• [WHAT THE TASK REQUIRES] Every line of the data needs to be returned exactly.

:::::

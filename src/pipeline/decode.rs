//! Content-type driven decoding of buffered responses.

use bytes::Bytes;
use serde_json::Value;
use tracing::trace;

use super::error::PipelineError;
use super::types::{HttpResponse, RequestSpec};

/// Decoded payload of a successful exchange.
#[derive(Debug, Clone, PartialEq)]
pub enum Decoded {
    Json(Value),
    Text(String),
    Bytes(Bytes),
}

impl Decoded {
    pub fn as_json(&self) -> Option<&Value> {
        match self {
            Self::Json(value) => Some(value),
            _ => None,
        }
    }

    pub fn into_json(self) -> Option<Value> {
        match self {
            Self::Json(value) => Some(value),
            _ => None,
        }
    }
}

/// Decode a buffered response by its `Content-Type` header.
///
/// JSON is checked before text so `application/json; charset=utf-8` never
/// falls into the text branch. An empty or whitespace-only JSON body decodes
/// to `Value::Null`; a malformed one is a [`PipelineError::Configuration`],
/// since by that point the exchange itself already succeeded.
pub fn decode_response(spec: &RequestSpec, response: &HttpResponse) -> Result<Decoded, PipelineError> {
    let content_type = response.content_type().unwrap_or_default().to_lowercase();

    if content_type.contains("json") {
        let text = response.body_text();
        if text.trim().is_empty() {
            return Ok(Decoded::Json(Value::Null));
        }
        return match serde_json::from_str(&text) {
            Ok(value) => Ok(Decoded::Json(value)),
            Err(err) => Err(PipelineError::configuration(
                spec,
                format!("undecodable JSON body: {err}"),
            )),
        };
    }

    if content_type.contains("text") {
        return Ok(Decoded::Text(response.body_text()));
    }

    trace!(content_type = %content_type, bytes = response.body.len(), "passing body through undecoded");
    Ok(Decoded::Bytes(response.body.clone()))
}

:::::

• [ANSWER TO THE PROBLEM]
filename src/pipeline/decode.rs
//! Content-type driven decoding of buffered responses.

use bytes::Bytes;
use serde_json::Value;
use tracing::trace;

use super::error::PipelineError;
use super::types::{HttpResponse, RequestSpec};

/// Decoded payload of a successful exchange.
#[derive(Debug, Clone, PartialEq)]
pub enum Decoded {
    Json(Value),
    Text(String),
    Bytes(Bytes),
}

impl Decoded {
    pub fn as_json(&self) -> Option<&Value> {
        match self {
            Self::Json(value) => Some(value),
            _ => None,
        }
    }

    pub fn into_json(self) -> Option<Value> {
        match self {
            Self::Json(value) => Some(value),
            _ => None,
        }
    }
}

/// Decode a buffered response by its `Content-Type` header.
///
/// JSON is checked before text so `application/json; charset=utf-8` never
/// falls into the text branch. An empty or whitespace-only JSON body decodes
/// to `Value::Null`; a malformed one is a [`PipelineError::Configuration`],
/// since by that point the exchange itself already succeeded.
pub fn decode_response(spec: &RequestSpec, response: &HttpResponse) -> Result<Decoded, PipelineError> {
    let content_type = response.content_type().unwrap_or_default().to_lowercase();

    if content_type.contains("json") {
        let text = response.body_text();
        if text.trim().is_empty() {
            return Ok(Decoded::Json(Value::Null));
        }
        return match serde_json::from_str(&text) {
            Ok(value) => Ok(Decoded::Json(value)),
            Err(err) => Err(PipelineError::configuration(
                spec,
                format!("undecodable JSON body: {err}"),
            )),
        };
    }

    if content_type.contains("text") {
        return Ok(Decoded::Text(response.body_text()));
    }

    trace!(content_type = %content_type, bytes = response.body.len(), "passing body through undecoded");
    Ok(Decoded::Bytes(response.body.clone()))
}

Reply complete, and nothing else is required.